LISTED ENTRIES:

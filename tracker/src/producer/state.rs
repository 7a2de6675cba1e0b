use std::fmt::{Display, Formatter};

use models::api::santa_tour::location::MAX_BROADCAST_ACCURACY_METERS;

use crate::platform::{DeviceFix, GeolocationError};

/// Why broadcasting stopped on its own.
#[derive(Debug, Clone, PartialEq, Eq, thiserror::Error)]
pub enum TrackingError {
	/// The API isn't served over a secure connection, so the device's position
	/// is never read
	#[error("Location sharing needs a secure (HTTPS) connection")]
	InsecureContext,
	/// The device could not give a position
	#[error(transparent)]
	Geolocation(#[from] GeolocationError),
}

/// What the driver sees while broadcasting is on.
#[derive(Debug, Clone, Copy, PartialEq)]
pub enum TrackingStatus {
	/// Waiting for the first position from the device
	AcquiringFix,
	/// The device has a position, but it isn't accurate enough to send
	ImprovingAccuracy {
		/// The accuracy of the last position, in meters
		accuracy: f64,
	},
	/// The last accurate position was sent
	Live {
		/// The accuracy of the last sent position, in meters
		accuracy: f64,
	},
	/// The last send failed. The next accurate position will try again.
	NetworkError,
}

impl Display for TrackingStatus {
	fn fmt(&self, f: &mut Formatter<'_>) -> std::fmt::Result {
		match self {
			Self::AcquiringFix => write!(f, "Acquiring GPS..."),
			Self::ImprovingAccuracy { accuracy } => {
				write!(f, "Improving accuracy ({:.0}m)", accuracy)
			}
			Self::Live { accuracy } => write!(f, "Live (±{:.0}m)", accuracy),
			Self::NetworkError => write!(f, "Network Error - Retrying"),
		}
	}
}

/// The state of the driver's broadcast.
#[derive(Debug, Clone, PartialEq, Default)]
pub enum TrackingState {
	/// Not broadcasting, and never has been
	#[default]
	Idle,
	/// The watch is open but nothing has been sent yet
	Initializing {
		/// What the driver sees
		status: TrackingStatus,
	},
	/// At least one accurate position has been seen
	Broadcasting {
		/// The last position that was accurate enough to send
		last_fix: DeviceFix,
		/// What the driver sees
		status: TrackingStatus,
	},
	/// Broadcasting stopped because of an error. It can be started again.
	Error(TrackingError),
	/// The driver stopped broadcasting
	Stopped,
}

/// What to do with a position from the device.
#[derive(Debug, Clone, Copy, PartialEq)]
pub enum FixDecision {
	/// Send it to the server
	Transmit(DeviceFix),
	/// Too inaccurate, drop it
	Discard,
	/// Broadcasting is off, so nobody asked for it
	Ignore,
}

impl TrackingState {
	/// Whether the watch is open.
	pub fn is_tracking(&self) -> bool {
		matches!(self, Self::Initializing { .. } | Self::Broadcasting { .. })
	}

	/// Whether broadcasting can be started from here.
	pub fn can_start(&self) -> bool {
		!self.is_tracking()
	}

	/// The status shown to the driver, if broadcasting.
	pub fn status(&self) -> Option<TrackingStatus> {
		match self {
			Self::Initializing { status } | Self::Broadcasting { status, .. } => Some(*status),
			_ => None,
		}
	}

	/// Starts broadcasting. `open_watch` is only called when the context is
	/// secure, and what it returns is handed back when the watch opened. Both
	/// an insecure context and a failed watch leave the state in
	/// [`TrackingState::Error`].
	pub fn start<T>(
		&mut self,
		secure_context: bool,
		open_watch: impl FnOnce() -> Result<T, GeolocationError>,
	) -> Option<T> {
		if !self.can_start() {
			return None;
		}
		if !secure_context {
			*self = Self::Error(TrackingError::InsecureContext);
			return None;
		}

		match open_watch() {
			Ok(watch) => {
				*self = Self::Initializing {
					status: TrackingStatus::AcquiringFix,
				};
				Some(watch)
			}
			Err(err) => {
				*self = Self::Error(err.into());
				None
			}
		}
	}

	/// Handles a position from the device. Only positions at or under the
	/// accuracy limit are sent.
	pub fn on_fix(&mut self, fix: DeviceFix) -> FixDecision {
		if !self.is_tracking() {
			return FixDecision::Ignore;
		}

		if fix.accuracy <= MAX_BROADCAST_ACCURACY_METERS {
			// A send failure stays on screen until a later send succeeds
			let status = match self {
				Self::Broadcasting {
					status: TrackingStatus::NetworkError,
					..
				} => TrackingStatus::NetworkError,
				_ => TrackingStatus::Live {
					accuracy: fix.accuracy,
				},
			};
			*self = Self::Broadcasting {
				last_fix: fix,
				status,
			};
			return FixDecision::Transmit(fix);
		}

		let status = TrackingStatus::ImprovingAccuracy {
			accuracy: fix.accuracy,
		};
		match self {
			Self::Broadcasting {
				status: current, ..
			} |
			Self::Initializing { status: current } => *current = status,
			_ => (),
		}
		FixDecision::Discard
	}

	/// Handles a failed watch. Returns whether the watch has to be torn down.
	pub fn on_geolocation_error(&mut self, error: GeolocationError) -> bool {
		if !self.is_tracking() || !error.is_fatal() {
			return false;
		}
		*self = Self::Error(error.into());
		true
	}

	/// Handles the result of sending a position to the server. A failure is
	/// shown until a later send succeeds.
	pub fn on_submission(&mut self, succeeded: bool) {
		let Self::Broadcasting { last_fix, status } = self else {
			return;
		};
		if !succeeded {
			*status = TrackingStatus::NetworkError;
		} else if *status == TrackingStatus::NetworkError {
			*status = TrackingStatus::Live {
				accuracy: last_fix.accuracy,
			};
		}
	}

	/// Stops broadcasting. Returns whether there was a watch to tear down.
	pub fn stop(&mut self) -> bool {
		let was_tracking = self.is_tracking();
		if was_tracking {
			*self = Self::Stopped;
		}
		was_tracking
	}
}

impl Display for TrackingState {
	fn fmt(&self, f: &mut Formatter<'_>) -> std::fmt::Result {
		match self {
			Self::Idle => write!(f, "Ready to broadcast"),
			Self::Initializing { status } | Self::Broadcasting { status, .. } => {
				write!(f, "{}", status)
			}
			Self::Error(err) => write!(f, "Error: {}", err),
			Self::Stopped => write!(f, "Broadcast stopped"),
		}
	}
}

WHAT YOU WILL DO:
Write the entries above out again, unchanged and complete.

RESPONSE BOX:
filename tracker/src/producer/state.rs
repository 7a2de6675cba1e0b
use std::fmt::{Display, Formatter};

use models::api::santa_tour::location::MAX_BROADCAST_ACCURACY_METERS;

use crate::platform::{DeviceFix, GeolocationError};

/// Why broadcasting stopped on its own.
#[derive(Debug, Clone, PartialEq, Eq, thiserror::Error)]
pub enum TrackingError {
	/// The API isn't served over a secure connection, so the device's position
	/// is never read
	#[error("Location sharing needs a secure (HTTPS) connection")]
	InsecureContext,
	/// The device could not give a position
	#[error(transparent)]
	Geolocation(#[from] GeolocationError),
}

/// What the driver sees while broadcasting is on.
#[derive(Debug, Clone, Copy, PartialEq)]
pub enum TrackingStatus {
	/// Waiting for the first position from the device
	AcquiringFix,
	/// The device has a position, but it isn't accurate enough to send
	ImprovingAccuracy {
		/// The accuracy of the last position, in meters
		accuracy: f64,
	},
	/// The last accurate position was sent
	Live {
		/// The accuracy of the last sent position, in meters
		accuracy: f64,
	},
	/// The last send failed. The next accurate position will try again.
	NetworkError,
}

impl Display for TrackingStatus {
	fn fmt(&self, f: &mut Formatter<'_>) -> std::fmt::Result {
		match self {
			Self::AcquiringFix => write!(f, "Acquiring GPS..."),
			Self::ImprovingAccuracy { accuracy } => {
				write!(f, "Improving accuracy ({:.0}m)", accuracy)
			}
			Self::Live { accuracy } => write!(f, "Live (±{:.0}m)", accuracy),
			Self::NetworkError => write!(f, "Network Error - Retrying"),
		}
	}
}

/// The state of the driver's broadcast.
#[derive(Debug, Clone, PartialEq, Default)]
pub enum TrackingState {
	/// Not broadcasting, and never has been
	#[default]
	Idle,
	/// The watch is open but nothing has been sent yet
	Initializing {
		/// What the driver sees
		status: TrackingStatus,
	},
	/// At least one accurate position has been seen
	Broadcasting {
		/// The last position that was accurate enough to send
		last_fix: DeviceFix,
		/// What the driver sees
		status: TrackingStatus,
	},
	/// Broadcasting stopped because of an error. It can be started again.
	Error(TrackingError),
	/// The driver stopped broadcasting
	Stopped,
}

/// What to do with a position from the device.
#[derive(Debug, Clone, Copy, PartialEq)]
pub enum FixDecision {
	/// Send it to the server
	Transmit(DeviceFix),
	/// Too inaccurate, drop it
	Discard,
	/// Broadcasting is off, so nobody asked for it
	Ignore,
}

impl TrackingState {
	/// Whether the watch is open.
	pub fn is_tracking(&self) -> bool {
		matches!(self, Self::Initializing { .. } | Self::Broadcasting { .. })
	}

	/// Whether broadcasting can be started from here.
	pub fn can_start(&self) -> bool {
		!self.is_tracking()
	}

	/// The status shown to the driver, if broadcasting.
	pub fn status(&self) -> Option<TrackingStatus> {
		match self {
			Self::Initializing { status } | Self::Broadcasting { status, .. } => Some(*status),
			_ => None,
		}
	}

	/// Starts broadcasting. `open_watch` is only called when the context is
	/// secure, and what it returns is handed back when the watch opened. Both
	/// an insecure context and a failed watch leave the state in
	/// [`TrackingState::Error`].
	pub fn start<T>(
		&mut self,
		secure_context: bool,
		open_watch: impl FnOnce() -> Result<T, GeolocationError>,
	) -> Option<T> {
		if !self.can_start() {
			return None;
		}
		if !secure_context {
			*self = Self::Error(TrackingError::InsecureContext);
			return None;
		}

		match open_watch() {
			Ok(watch) => {
				*self = Self::Initializing {
					status: TrackingStatus::AcquiringFix,
				};
				Some(watch)
			}
			Err(err) => {
				*self = Self::Error(err.into());
				None
			}
		}
	}

	/// Handles a position from the device. Only positions at or under the
	/// accuracy limit are sent.
	pub fn on_fix(&mut self, fix: DeviceFix) -> FixDecision {
		if !self.is_tracking() {
			return FixDecision::Ignore;
		}

		if fix.accuracy <= MAX_BROADCAST_ACCURACY_METERS {
			// A send failure stays on screen until a later send succeeds
			let status = match self {
				Self::Broadcasting {
					status: TrackingStatus::NetworkError,
					..
				} => TrackingStatus::NetworkError,
				_ => TrackingStatus::Live {
					accuracy: fix.accuracy,
				},
			};
			*self = Self::Broadcasting {
				last_fix: fix,
				status,
			};
			return FixDecision::Transmit(fix);
		}

		let status = TrackingStatus::ImprovingAccuracy {
			accuracy: fix.accuracy,
		};
		match self {
			Self::Broadcasting {
				status: current, ..
			} |
			Self::Initializing { status: current } => *current = status,
			_ => (),
		}
		FixDecision::Discard
	}

	/// Handles a failed watch. Returns whether the watch has to be torn down.
	pub fn on_geolocation_error(&mut self, error: GeolocationError) -> bool {
		if !self.is_tracking() || !error.is_fatal() {
			return false;
		}
		*self = Self::Error(error.into());
		true
	}

	/// Handles the result of sending a position to the server. A failure is
	/// shown until a later send succeeds.
	pub fn on_submission(&mut self, succeeded: bool) {
		let Self::Broadcasting { last_fix, status } = self else {
			return;
		};
		if !succeeded {
			*status = TrackingStatus::NetworkError;
		} else if *status == TrackingStatus::NetworkError {
			*status = TrackingStatus::Live {
				accuracy: last_fix.accuracy,
			};
		}
	}

	/// Stops broadcasting. Returns whether there was a watch to tear down.
	pub fn stop(&mut self) -> bool {
		let was_tracking = self.is_tracking();
		if was_tracking {
			*self = Self::Stopped;
		}
		was_tracking
	}
}

impl Display for TrackingState {
	fn fmt(&self, f: &mut Formatter<'_>) -> std::fmt::Result {
		match self {
			Self::Idle => write!(f, "Ready to broadcast"),
			Self::Initializing { status } | Self::Broadcasting { status, .. } => {
				write!(f, "{}", status)
			}
			Self::Error(err) => write!(f, "Error: {}", err),
			Self::Stopped => write!(f, "Broadcast stopped"),
		}
	}
}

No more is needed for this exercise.